In an embodiment, the step of reacting a 2,3,6-trihalobenzaldehyde of Formula II with a nucleophile is carried out at a temperature range of 0 to 50°C.
In another embodiment, the molar ratio of a 2,3,6-trihalobenzaldehyde of Formula II with respect to the nucleophile is in the range of 1.0: 1.0-1.2.
In an embodiment, the step of hydrolysis is carried out using an acid selected from a group consisting of sulfuric acid, phosphoric acid, hydrochloric acid, methane sulfonic acid, benzenesulfonic acid, p-toluenesulfonic acid, acetic acid and trifluoroacetic acid or the like.
In another embodiment, the step of hydrolysis of 2,3,5,6-tetrahalobenzonitrile to 2,3,5,6-tetrahalobenzoic acid is carried out at a temperature range of 120-140°C using 5 to 10 equivalents of an acid.
In another embodiment, the step of hydrolysis of 2,3,5,6-tetrahalobenzonitrile to 2,3,5,6-tetrahalobenzamide is carried out at a temperature of 110 to 120°C using 4 equivalents of an acid.
In an embodiment of the present invention, the step of de-halogenation is carried out using zinc in presence of a catalyst comprising a metal complex selected from group consisting of a nickel chloride hexahydrate with a ligand selected from a group consisting of 2,2´-bipyridine or 1,10-phenanthroline, 1,10-phenonthroline monohydrate morpholine, tetramethylethylenediamine and derivatives thereof.
The solvent for de-halogenation is selected from a group consisting of water and an organic solvent. The examples of organic solvent include ethyl acetate, methyl acetate, butyl acetate, ethyl pentonoate, propyl acetate, pentyl acetate, methyl butyrate, isobutyl acetate, methyl benzoate, ethyl benzoate, methyl tetrahydrofuran, toluene, benzonitrile or a mixture thereof.

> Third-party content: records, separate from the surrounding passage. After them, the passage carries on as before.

// Copyright (c) 2025-2026 Adrian Robinson. Licensed under the AGPL-3.0.
// See LICENSE file in the project root for full license text.

//! Gap detection and safe-zone lookup.
//!
//! ```text
//! committed:  1 2 3 _ 5 6 _ 8
//!                 ^
//!                 find_gap(1) = 3   (first hole wins; the hole at 7 is
//!                                    invisible until 4 is resolved)
//! ```

use crate::error::Result;
use crate::store::EventLog;
use crate::types::SequencePosition;
use chrono::{DateTime, Utc};
use std::sync::Arc;
use tracing::trace;

/// Finds the first hole in the committed sequence.
pub struct GapDetector<L: EventLog> {
    log: Arc<L>,
}

impl<L: EventLog> GapDetector<L> {
    pub fn new(log: Arc<L>) -> Self {
        Self { log }
    }

    /// First committed position `>= start` followed by a hole.
    ///
    /// Without a hole this is the maximum committed position `>= start`,
    /// and `None` when nothing is committed at or after `start`.
    pub async fn find_gap(&self, start: SequencePosition) -> Result<Option<SequencePosition>> {
        if let Some(gap) = self.log.find_first_gap_at_or_after(start).await? {
            trace!(start, gap, "Found gap");
            return Ok(Some(gap));
        }
        self.log.find_max_committed_at_or_after(start).await
    }
}

/// Maps a wall-clock time to the earliest position committed at or after it.
pub struct SafeSequenceFinder<L: EventLog> {
    log: Arc<L>,
}

impl<L: EventLog> SafeSequenceFinder<L> {
    pub fn new(log: Arc<L>) -> Self {
        Self { log }
    }

    pub async fn find_min_sequence_at_or_after(
        &self,
        timestamp: DateTime<Utc>,
    ) -> Result<Option<SequencePosition>> {
        self.log.find_earliest_committed_at_or_after(timestamp).await
    }
}
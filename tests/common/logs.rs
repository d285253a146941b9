//! Event log wrappers for chaos tests.

use chrono::{DateTime, Utc};
use projection_progress::store::{BoxFuture, EventLog, InMemoryEventLog, RawStatistics};
use projection_progress::{EventRecord, ProgressError, SequencePosition, ShardName, ShardProgress};
use std::sync::atomic::{AtomicU32, Ordering};
use std::sync::Arc;

/// Delegates to an [`InMemoryEventLog`] with two fault knobs: panics inside
/// `fetch_statistics` (a detection worker fault) and errors from
/// `fetch_events` (a shard read fault).
pub struct FaultyLog {
    inner: Arc<InMemoryEventLog>,
    panics: AtomicU32,
    fetch_failures: AtomicU32,
}

impl FaultyLog {
    pub fn new(inner: Arc<InMemoryEventLog>) -> Self {
        Self {
            inner,
            panics: AtomicU32::new(0),
            fetch_failures: AtomicU32::new(0),
        }
    }

    /// Panic on the next `count` statistics reads.
    pub fn panic_next(&self, count: u32) {
        self.panics.store(count, Ordering::SeqCst);
    }

    /// Fail the next `count` event fetches.
    pub fn fail_fetches(&self, count: u32) {
        self.fetch_failures.store(count, Ordering::SeqCst);
    }

    pub fn inner(&self) -> &Arc<InMemoryEventLog> {
        &self.inner
    }

    fn maybe_panic(&self) {
        if take(&self.panics) {
            panic!("simulated detection fault");
        }
    }
}

fn take(counter: &AtomicU32) -> bool {
    counter
        .fetch_update(Ordering::SeqCst, Ordering::SeqCst, |n| n.checked_sub(1))
        .is_ok()
}

impl EventLog for FaultyLog {
    fn fetch_statistics(&self, shard: &ShardName) -> BoxFuture<'_, RawStatistics> {
        let shard = shard.clone();
        Box::pin(async move {
            self.maybe_panic();
            self.inner.fetch_statistics(&shard).await
        })
    }

    fn highest_assigned_position(&self) -> BoxFuture<'_, SequencePosition> {
        self.inner.highest_assigned_position()
    }

    fn last_persisted_mark(
        &self,
        shard: &ShardName,
    ) -> BoxFuture<'_, (SequencePosition, Option<DateTime<Utc>>)> {
        self.inner.last_persisted_mark(shard)
    }

    fn find_first_gap_at_or_after(
        &self,
        start: SequencePosition,
    ) -> BoxFuture<'_, Option<SequencePosition>> {
        self.inner.find_first_gap_at_or_after(start)
    }

    fn find_max_committed_at_or_after(
        &self,
        start: SequencePosition,
    ) -> BoxFuture<'_, Option<SequencePosition>> {
        self.inner.find_max_committed_at_or_after(start)
    }

    fn find_earliest_committed_at_or_after(
        &self,
        timestamp: DateTime<Utc>,
    ) -> BoxFuture<'_, Option<SequencePosition>> {
        self.inner.find_earliest_committed_at_or_after(timestamp)
    }

    fn persist_mark(
        &self,
        shard: &ShardName,
        position: SequencePosition,
    ) -> BoxFuture<'_, Option<DateTime<Utc>>> {
        self.inner.persist_mark(shard, position)
    }

    fn all_progress(&self) -> BoxFuture<'_, Vec<ShardProgress>> {
        self.inner.all_progress()
    }

    fn fetch_events(
        &self,
        after: SequencePosition,
        up_to: SequencePosition,
        limit: usize,
    ) -> BoxFuture<'_, Vec<EventRecord>> {
        if take(&self.fetch_failures) {
            return Box::pin(async {
                Err(ProgressError::InjectedFailure {
                    operation: "fetch_events".to_string(),
                })
            });
        }
        self.inner.fetch_events(after, up_to, limit)
    }
}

The organic solvent also includes polar aprotic solvents selected from a group consisting of dimethylsulfoxide, N,N-dimethyl formamide, N-methylpyrrolidone, N,N-dimethyl acetamide, N-vinylpyrrolidone, hexamethyl phosphoramide, tetrahydrofuran, acetonitrile and sulfolane or a mixture thereof.
In another embodiment, the step of de-halogenation is carried out in presence of nickel salt and the ligand in the ratio of 1 to 3.
In another embodiment, the step of de-halogenation is carried out at a temperature range of 30 to 70°C.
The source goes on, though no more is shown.